A 37 year old gentleman with no significant past medical history presented with 2 day history of acute onset headache, nausea, vomiting, photophobia and fever. He was pyrexial. He had no focal neurological deficit but marked neck stiffness. His inflammatory markers were raised. CT head showed large pituitary tumour. He was started on Dexamethasone and IV Ceftriaxone and transferred to tertiary centre. MRI brain showed large pituitary macroadenoma projecting into right cavernous and sphenoid sinuses, not compressing optic chiasma. CSF analysis was in keeping with bacterial meningitis. It showed high proteins, 9000/cumm WBCs with >95% polymorphs. It was positive for pneumococcal antigen which was confirmed with PCR. His hormonal profile showed raised prolactin (11040 mIU/L), hypogonadotrophic hypogonadism and normal TFTs. He improved with Ceftriaxone which was given for 2 weeks, followed by Phenoxymethylpenicillin for prophylaxis. He subsequently had a normal SST. He had no CSF leak on provocation testing and was started on Cabergoline and discharged.
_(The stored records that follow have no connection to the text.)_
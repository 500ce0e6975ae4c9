// Copyright (c) 2026 The pintan Developers

//! Mock bank [Exchange] replying from a script

use std::{collections::VecDeque, sync::Mutex};

use async_trait::async_trait;
use log::{debug, trace};

use pintan::{Exchange, Request};
use pintan_proto::prelude::*;

use crate::{driver::encode_task, Error};

/// Message as received by the [MockBank]
#[derive(Clone, PartialEq, Debug)]
pub struct Received {
    pub message: String,
    pub signature: String,
}

impl Received {
    /// PIN part of the signature
    pub fn pin(&self) -> &str {
        self.signature.split('|').next().unwrap_or_default()
    }

    /// TAN part of the signature
    pub fn tan(&self) -> &str {
        self.signature.split('|').nth(1).unwrap_or_default()
    }
}

#[derive(Default)]
struct State {
    replies: VecDeque<Data>,
    requests: Vec<Request>,
    received: Vec<Received>,
}

/// Mock bank returning scripted replies in order
#[derive(Default)]
pub struct MockBank {
    state: Mutex<State>,
}

impl MockBank {
    pub fn new(replies: impl IntoIterator<Item = Data>) -> Self {
        Self {
            state: Mutex::new(State {
                replies: replies.into_iter().collect(),
                ..Default::default()
            }),
        }
    }

    /// Requests encoded so far
    pub fn requests(&self) -> Vec<Request> {
        self.state.lock().unwrap().requests.clone()
    }

    /// Messages received so far
    pub fn received(&self) -> Vec<Received> {
        self.state.lock().unwrap().received.clone()
    }

    /// Number of replies not yet consumed
    pub fn remaining(&self) -> usize {
        self.state.lock().unwrap().replies.len()
    }
}

#[async_trait]
impl Exchange for MockBank {
    type Error = Error;

    async fn encode(&self, req: &Request) -> Result<Vec<u8>, Self::Error> {
        self.state.lock().unwrap().requests.push(req.clone());

        let msg = encode_request(req);
        trace!("encoded: {}", String::from_utf8_lossy(&msg));

        Ok(msg)
    }

    async fn send(&self, msg: &[u8], signature: &str) -> Result<Data, Self::Error> {
        let mut s = self.state.lock().unwrap();

        let index = s.received.len();
        s.received.push(Received {
            message: String::from_utf8_lossy(msg).to_string(),
            signature: signature.to_string(),
        });

        let reply = s.replies.pop_front().ok_or(Error::NoReply(index))?;

        debug!("message {}: replying with {} fields", index, reply.len());

        Ok(reply)
    }
}

/// Encode a request between message header and trailer segments
pub fn encode_request(req: &Request) -> Vec<u8> {
    let mut segments: Vec<Vec<u8>> = vec![b"HNHBK:1:3+000000000000+300+0+1'".to_vec()];

    match req {
        Request::Init { template, fields } => {
            match template {
                DialogTemplate::End => segments.push(b"HKEND:2:1+0'".to_vec()),
                _ => {
                    segments.push(b"HKIDN:2:2+280:12345678+user+0+1'".to_vec());
                    segments.push(b"HKVVB:3:3+0+0+0+pintan+0.1'".to_vec());
                }
            }

            // Optional TAN segment, present where requested
            for (k, _) in fields.iter() {
                if let Some(v) = k.strip_prefix("TAN2Step").filter(|v| !v.contains('.')) {
                    let process = fields.get(&format!("{k}.process")).unwrap_or_default();
                    let code = fields.get(&format!("{k}.ordersegcode")).unwrap_or_default();
                    let n = segments.len() + 1;
                    segments.push(format!("HKTAN:{n}:{v}+{process}+{code}'").into_bytes());
                }
            }
        }
        Request::Message { tasks } => {
            for t in tasks {
                let n = segments.len() + 1;
                segments.push(encode_task(t, n));
            }
        }
    }

    let n = segments.len() + 1;
    segments.push(format!("HNHBS:{n}:1+1'").into_bytes());

    segments.concat()
}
He was readmitted after 2 days with CSF rhinorrhoea and cabergoline was discontinued. He had trans-sphenoidal repair of CSF leak using tensor fascia lata. He was discharged home after CSF rhinorrhoea settled completely. Considering the risk of CSF rhinorrhoea and lack of any pressure effects of the tumour, it was decided to defer the therapy and to keep him under surveillance with monitoring of his Prolactin and tumour size. Plan is to continue Phenoxymethylpenicillin for few months after restarting DA therapy due to possibility of CSF rhinorrhoea which will predispose him to meningitis. He was also given conjugate pneumococcal vaccine.
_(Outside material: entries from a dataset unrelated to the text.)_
// Copyright (c) 2026 The pintan Developers

//! Insertion of `HKTAN` tasks for business tasks requiring a TAN

use alloc::vec::Vec;

use pintan_proto::prelude::*;

use super::{Driver, Error, PinTanInfo, Passport, TanMethod};
use crate::dialog::{DialogContext, MessageQueue, Task, TaskId, TanRequest};

/// First `HKTAN` version carrying an order account
const MIN_ORDER_ACCOUNT_SEG_VERSION: u32 = 5;

impl<DRV: Driver> Passport<DRV> {
    /// Patch the queued messages of a dialog for the current two-step method
    pub(crate) fn patch_queue(&mut self, ctx: &mut DialogContext) -> Result<(), Error> {
        let queue = match ctx.queue.as_mut() {
            Some(q) => q,
            None => return Ok(()),
        };

        self.patch_messages(queue)
    }

    /// Insert TAN requests into `queue` according to the process variant
    /// of the current method
    pub fn patch_messages(&mut self, queue: &mut MessageQueue) -> Result<(), Error> {
        let current = self.current_method(false)?;
        if current == ONE_STEP_METHOD {
            return Ok(());
        }

        let method = match self.catalog.get(&current) {
            Some(m) => m.clone(),
            None => {
                #[cfg(feature = "log")]
                log::error!("no parameters for TAN method {}", current);
                return Err(Error::UnsupportedMethod);
            }
        };

        #[cfg(feature = "log")]
        log::debug!(
            "patching messages for TAN method {} (HKTAN{}, variant {})",
            current,
            method.seg_version,
            method.variant()
        );

        let mut index = 0;
        while index < queue.messages().len() {
            let mut current_index = index;
            let mut inserted_after = 0;

            // Tasks added while patching are not revisited
            let ids: Vec<TaskId> = queue.messages()[index].tasks.clone();

            for id in ids {
                let task = match queue.task(id) {
                    Some(t) if !t.tan_applied => t,
                    _ => continue,
                };

                if self.pin_tan_info(&task.code) != PinTanInfo::Required {
                    #[cfg(feature = "log")]
                    log::debug!("task {} ({}) requires no TAN", id, task.code);
                    continue;
                }

                #[cfg(feature = "log")]
                log::debug!("task {} ({}) requires a TAN", id, task.code);

                match method.variant() {
                    ProcessVariant::One => {
                        let tan = self.tan_request_p1(task, &method)?;

                        // Request ahead of the business task, in a message of its own
                        let m = queue.insert_before(current_index);
                        queue.append(m, tan);
                        current_index += 1;
                    }
                    ProcessVariant::Two => {
                        let (step1, step2) = self.tan_requests_p2(id, task, &method);

                        // Step two follows in a message of its own
                        let step2 = queue.alloc(step2);
                        let mut step1 = step1;
                        if let Some(r) = step1.tan_request_mut() {
                            r.step2 = Some(step2);
                        }

                        queue.append(current_index, step1);
                        let m = queue.insert_after(current_index);
                        queue.attach(m, step2);
                        inserted_after += 1;
                    }
                }

                if let Some(t) = queue.task_mut(id) {
                    t.tan_applied = true;
                }
            }

            index = current_index + 1 + inserted_after;
        }

        Ok(())
    }

    /// Build a process variant 1 request carrying the order hash of `task`
    fn tan_request_p1(&mut self, task: &Task, method: &TanMethod) -> Result<Task, Error> {
        let seg_version = method.seg_version;

        let mut req = TanRequest::new(TanProcess::Process1);
        req.order_seg_code = task.code.clone();
        req.tan_media = self.tan_media(seg_version, Some(method));

        if seg_version >= MIN_ORDER_ACCOUNT_SEG_VERSION && method.needs_order_account() {
            match &task.order_account {
                Some(a) => req.order_account = Some(a.clone()),
                None => {
                    #[cfg(feature = "log")]
                    log::warn!("order account required but missing in {}", task.code);
                }
            }
        }

        if method.needs_challenge_class() {
            if let Some(p) = self.drv.challenge_params(task, method)? {
                req.challenge_class = p.class;
                req.challenge_params = p.params;
            }
        }

        let segment = self.drv.encode_segment(task)?;
        let mode = self.order_hash_mode(seg_version)?;
        req.order_hash = Some(mode.digest(&segment));

        let mut tan = Task::tan(seg_version, req);
        tan.external_id = task.external_id.clone();

        Ok(tan)
    }

    /// Build the process variant 2 step one and step two requests for `task`
    fn tan_requests_p2(&mut self, id: TaskId, task: &Task, method: &TanMethod) -> (Task, Task) {
        let seg_version = method.seg_version;

        let mut req1 = TanRequest::new(TanProcess::Process2Step1);
        req1.order_seg_code = task.code.clone();
        req1.tan_media = self.tan_media(seg_version, Some(method));

        let mut step1 = Task::tan(seg_version, req1);
        step1.external_id = task.external_id.clone();

        // Step two answers for the business task
        let mut req2 = TanRequest::new(TanProcess::Process2Step2);
        req2.task = Some(id);

        let mut step2 = Task::tan(seg_version, req2);
        step2.external_id = task.external_id.clone();

        (step1, step2)
    }
}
Discussion: This is rare presentation of a common tumour. We could find only 6 cases of pituitary macroadenoma where the initial presentation was meningitis. Prompt diagnosis and correct management is important to improve outcome as pituitary tumour may be associated with various hormonal abnormalities.
Declaration of interest: There is no conflict of interest that could be perceived as prejudicing the impartiality of the research reported.
Funding: No specific grant from any funding agency in the public, commercial or not-for-profit sector.